İzleme kurulu bağımsız bir komisyonun oluşturulmasına önayak da olabilir, objektif bir araştırma komisyonunun kurulmasına öncülük edebilir. Bağımsız bir komisyonun raporlarıyla olayların neden-sonuçları ortaya konabilir.
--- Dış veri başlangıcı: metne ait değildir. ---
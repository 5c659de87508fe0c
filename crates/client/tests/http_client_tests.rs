// Integration tests for CloudDbHttpClient against a mock HTTP server.
// Every request the client emits is asserted on verb, path, headers and body.

use clouddb_client::{Account, CloudDbError, CloudDbHttpClient, EndpointSet};
use pretty_assertions::assert_eq;
use serde_json::{json, Value};
use url::Url;
use wiremock::matchers::{body_json, header, method, path};
use wiremock::{Mock, MockServer, ResponseTemplate};

const TOKEN: &str = "T123";

fn test_account() -> Account {
    Account::new("jane", "s3cret-key", "123456")
}

fn endpoints_for(server: &MockServer) -> EndpointSet {
    EndpointSet::new(
        Url::parse(&format!("{}/v1.1/auth", server.uri())).unwrap(),
        Url::parse(&format!("{}/v1.0/123456/", server.uri())).unwrap(),
    )
}

/// Mounts the identity endpoint and returns an authenticated client.
async fn authed_client(server: &MockServer) -> CloudDbHttpClient {
    Mock::given(method("POST"))
        .and(path("/v1.1/auth"))
        .and(body_json(json!({
            "credentials": {"username": "jane", "key": "s3cret-key"}
        })))
        .respond_with(
            ResponseTemplate::new(200)
                .set_body_json(json!({"auth": {"token": {"id": TOKEN}}})),
        )
        .mount(server)
        .await;

    let mut client =
        CloudDbHttpClient::with_endpoints(test_account(), endpoints_for(server)).unwrap();
    client.acquire_token().await.unwrap();
    client
}

#[tokio::test]
async fn acquired_token_is_sent_as_auth_header() {
    let server = MockServer::start().await;
    let client = authed_client(&server).await;

    assert!(client.is_authenticated());

    Mock::given(method("GET"))
        .and(path("/v1.0/123456/instances"))
        .and(header("X-Auth-Token", TOKEN))
        .and(header("Accept", "application/json"))
        .respond_with(ResponseTemplate::new(200).set_body_json(json!({"instances": []})))
        .expect(1)
        .mount(&server)
        .await;

    let instances = client.list_instances().await.unwrap();
    assert_eq!(instances, json!({"instances": []}));
}

#[tokio::test]
async fn unauthenticated_operation_fails_fast_without_a_request() {
    let server = MockServer::start().await;
    let client =
        CloudDbHttpClient::with_endpoints(test_account(), endpoints_for(&server)).unwrap();

    assert!(!client.is_authenticated());

    let err = client.list_instances().await.unwrap_err();
    assert!(matches!(err, CloudDbError::Unauthenticated));

    let err = client.create_database("abc", "mydb").await.unwrap_err();
    assert!(matches!(err, CloudDbError::Unauthenticated));

    // no request must have reached the server
    assert!(server.received_requests().await.unwrap().is_empty());
}

#[tokio::test]
async fn create_database_posts_exact_document() {
    let server = MockServer::start().await;
    let client = authed_client(&server).await;

    Mock::given(method("POST"))
        .and(path("/v1.0/123456/instances/abc/databases"))
        .and(header("X-Auth-Token", TOKEN))
        .and(header("Content-Type", "application/json"))
        .and(body_json(json!({"databases": [{"name": "mydb"}]})))
        .respond_with(ResponseTemplate::new(202))
        .expect(1)
        .mount(&server)
        .await;

    // 202 with empty body is success, not a decode failure
    let result = client.create_database("abc", "mydb").await.unwrap();
    assert_eq!(result, Value::Null);
}

#[tokio::test]
async fn grant_user_access_uses_put() {
    let server = MockServer::start().await;
    let client = authed_client(&server).await;

    Mock::given(method("PUT"))
        .and(path("/v1.0/123456/instances/abc/users/appuser/databases"))
        .and(header("X-Auth-Token", TOKEN))
        .and(body_json(json!({"databases": [{"name": "mydb"}]})))
        .respond_with(ResponseTemplate::new(202))
        .expect(1)
        .mount(&server)
        .await;

    client.grant_user_access("abc", "appuser", "mydb").await.unwrap();
}

#[tokio::test]
async fn revoke_user_access_uses_delete_with_no_body() {
    let server = MockServer::start().await;
    let client = authed_client(&server).await;

    Mock::given(method("DELETE"))
        .and(path("/v1.0/123456/instances/abc/users/appuser/databases/mydb"))
        .and(header("X-Auth-Token", TOKEN))
        .respond_with(ResponseTemplate::new(202))
        .expect(1)
        .mount(&server)
        .await;

    let result = client.revoke_user_access("abc", "appuser", "mydb").await.unwrap();
    assert_eq!(result, Value::Null);

    let requests = server.received_requests().await.unwrap();
    let delete = requests
        .iter()
        .find(|r| r.method.as_str() == "DELETE")
        .unwrap();
    assert!(delete.body.is_empty());
}

#[tokio::test]
async fn restart_instance_posts_restart_action() {
    let server = MockServer::start().await;
    let client = authed_client(&server).await;

    Mock::given(method("POST"))
        .and(path("/v1.0/123456/instances/abc/action"))
        .and(body_json(json!({"restart": {}})))
        .respond_with(ResponseTemplate::new(202))
        .expect(1)
        .mount(&server)
        .await;

    client.restart_instance("abc").await.unwrap();
}

#[tokio::test]
async fn create_instance_builds_full_flavor_ref() {
    let server = MockServer::start().await;
    let client = authed_client(&server).await;

    let flavor_ref = format!("{}/v1.0/123456/flavors/1", server.uri());

    Mock::given(method("POST"))
        .and(path("/v1.0/123456/instances"))
        .and(body_json(json!({
            "instance": {
                "flavorRef": flavor_ref,
                "name": "my-instance",
                "volume": {"size": 2}
            }
        })))
        .respond_with(
            ResponseTemplate::new(200)
                .set_body_json(json!({"instance": {"id": "abc", "status": "BUILD"}})),
        )
        .expect(1)
        .mount(&server)
        .await;

    let created = client.create_instance("my-instance", "1", 2).await.unwrap();
    assert_eq!(created["instance"]["id"], "abc");
}

#[tokio::test]
async fn create_user_posts_users_document() {
    let server = MockServer::start().await;
    let client = authed_client(&server).await;

    Mock::given(method("POST"))
        .and(path("/v1.0/123456/instances/abc/users"))
        .and(body_json(json!({
            "users": [{
                "databases": [{"name": "mydb"}],
                "name": "appuser",
                "password": "p4ssw0rd"
            }]
        })))
        .respond_with(ResponseTemplate::new(202))
        .expect(1)
        .mount(&server)
        .await;

    client
        .create_user("abc", "appuser", "p4ssw0rd", "mydb")
        .await
        .unwrap();
}

#[tokio::test]
async fn list_flavors_hits_catalog_paths() {
    let server = MockServer::start().await;
    let client = authed_client(&server).await;

    Mock::given(method("GET"))
        .and(path("/v1.0/123456/flavors"))
        .respond_with(ResponseTemplate::new(200).set_body_json(json!({"flavors": []})))
        .expect(1)
        .mount(&server)
        .await;

    Mock::given(method("GET"))
        .and(path("/v1.0/123456/flavors/detail"))
        .respond_with(ResponseTemplate::new(200).set_body_json(json!({"flavors": []})))
        .expect(1)
        .mount(&server)
        .await;

    client.list_flavors().await.unwrap();
    client.list_flavors_detail().await.unwrap();
}

#[tokio::test]
async fn non_2xx_surfaces_as_api_error_with_raw_body() {
    let server = MockServer::start().await;
    let client = authed_client(&server).await;

    Mock::given(method("GET"))
        .and(path("/v1.0/123456/instances/abc/databases"))
        .respond_with(ResponseTemplate::new(401).set_body_string("Unauthorized"))
        .mount(&server)
        .await;

    let err = client.list_databases("abc").await.unwrap_err();
    match &err {
        CloudDbError::Api { status, body } => {
            assert_eq!(*status, 401);
            assert_eq!(body, "Unauthorized");
        }
        other => panic!("expected Api error, got {other:?}"),
    }
    assert!(err.is_unauthorized());
}

#[tokio::test]
async fn malformed_json_surfaces_as_decode_error() {
    let server = MockServer::start().await;
    let client = authed_client(&server).await;

    Mock::given(method("GET"))
        .and(path("/v1.0/123456/instances"))
        .respond_with(ResponseTemplate::new(200).set_body_string("<html>not json</html>"))
        .mount(&server)
        .await;

    let err = client.list_instances().await.unwrap_err();
    assert!(matches!(err, CloudDbError::Decode(_)));
}

#[tokio::test]
async fn missing_token_field_is_reported() {
    let server = MockServer::start().await;

    Mock::given(method("POST"))
        .and(path("/v1.1/auth"))
        .respond_with(ResponseTemplate::new(200).set_body_json(json!({"auth": {}})))
        .mount(&server)
        .await;

    let mut client =
        CloudDbHttpClient::with_endpoints(test_account(), endpoints_for(&server)).unwrap();

    let err = client.acquire_token().await.unwrap_err();
    assert!(matches!(
        err,
        CloudDbError::MissingField("auth.token.id")
    ));
    assert!(!client.is_authenticated());
}

#[tokio::test]
async fn reacquiring_replaces_the_stored_token() {
    let server = MockServer::start().await;
    let mut client = authed_client(&server).await;

    // re-mounting replaces the identity response; the new token must win
    server.reset().await;
    Mock::given(method("POST"))
        .and(path("/v1.1/auth"))
        .respond_with(
            ResponseTemplate::new(200)
                .set_body_json(json!({"auth": {"token": {"id": "T999"}}})),
        )
        .mount(&server)
        .await;
    Mock::given(method("GET"))
        .and(path("/v1.0/123456/instances"))
        .and(header("X-Auth-Token", "T999"))
        .respond_with(ResponseTemplate::new(200).set_body_json(json!({"instances": []})))
        .expect(1)
        .mount(&server)
        .await;

    client.acquire_token().await.unwrap();
    client.list_instances().await.unwrap();
}
use serde::{Deserialize, Serialize};

/// Rackspace account credentials.
///
/// Immutable after construction; the client never mutates these, it only
/// reads them when acquiring a token and when resolving the account-scoped
/// service endpoint.
#[derive(Clone, Debug, Deserialize, Serialize)]
pub struct Account {
    /// Rackspace username
    pub username: String,
    /// API key for the account (NOT the account password)
    pub api_key: String,
    /// numeric account identifier, as it appears in the service URL
    pub account_id: String,
}

impl Account {
    pub fn new(
        username: impl Into<String>,
        api_key: impl Into<String>,
        account_id: impl Into<String>,
    ) -> Self {
        Self {
            username: username.into(),
            api_key: api_key.into(),
            account_id: account_id.into(),
        }
    }
}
Böylece örneğin 6-7 Ekim bir tartışma konusu olmaktan çıkabilir.

İki tarafın da bu kurulun tespitlerine kulak asıp buna göre davranmaları beklenir.”

SÜRECE KATKISI NE OLUR?     

“Daha hızlı ve daha sağlıklı ilerleyeceği kesin.

Kurumsallaşma, krizlerini aşmada rol oynar, sürecin daha hızlı ve daha sağlıklı ilerlemesine, tarafların müzakereyle mevcut sorunları geride bırakmasına, tarafların ortak noktaya varmasına imkan sunar.

Böyle bir üçüncü göz, başarıya yönelik önemli bir adımdır.

Müzakere süreçleri, taraflar yenilenmeye ve gelişmeye açık olduğunda ilerler. Müzakere özgün dinamikler yaratan bir süreçtir. Şimdiye kadarki el yordamıyla yürütme tarzı, artık büyük ölçüde geri kalacaktır.

Bu ciddi bir iştir. Hükümetin kurumsallaşma bakımından çok önemli bir adım atarak heyeti oluşturmayı kabul etmesi de eski tarzını bıraktığı anlamına gelir.

Sürecin kurumsallaşması için gereken diğer birçok konuda da mutabakata varılıyor gibi görünüyor. Süreç şimdi görünümü ve işleyişi itibariyle ‘müzakere süreci’ nitelemesini hak edecek bir duruma geliyor.”

KAMUOYUNA NASIL YANSIR?     

“Bu konuda kurumsallaşma bakımından bir adım daha atılması gerektiğini düşünüyorum. Hükümet sürece ilişkin düzenli olarak, periyodik biçimde bilgilendirici açıklamalar yapmalı. Bu konuda izleme kuruluna açıklama yetkisi verilmesi doğru olmaz.

Kamuoyuna düzenli açıklama yapma ihtiyacı da önemlidir ve dikkate alınmalıdır. Sürecin nesnellik ve kurumsallık kazanması açısından buna da ihtiyaç vardır.”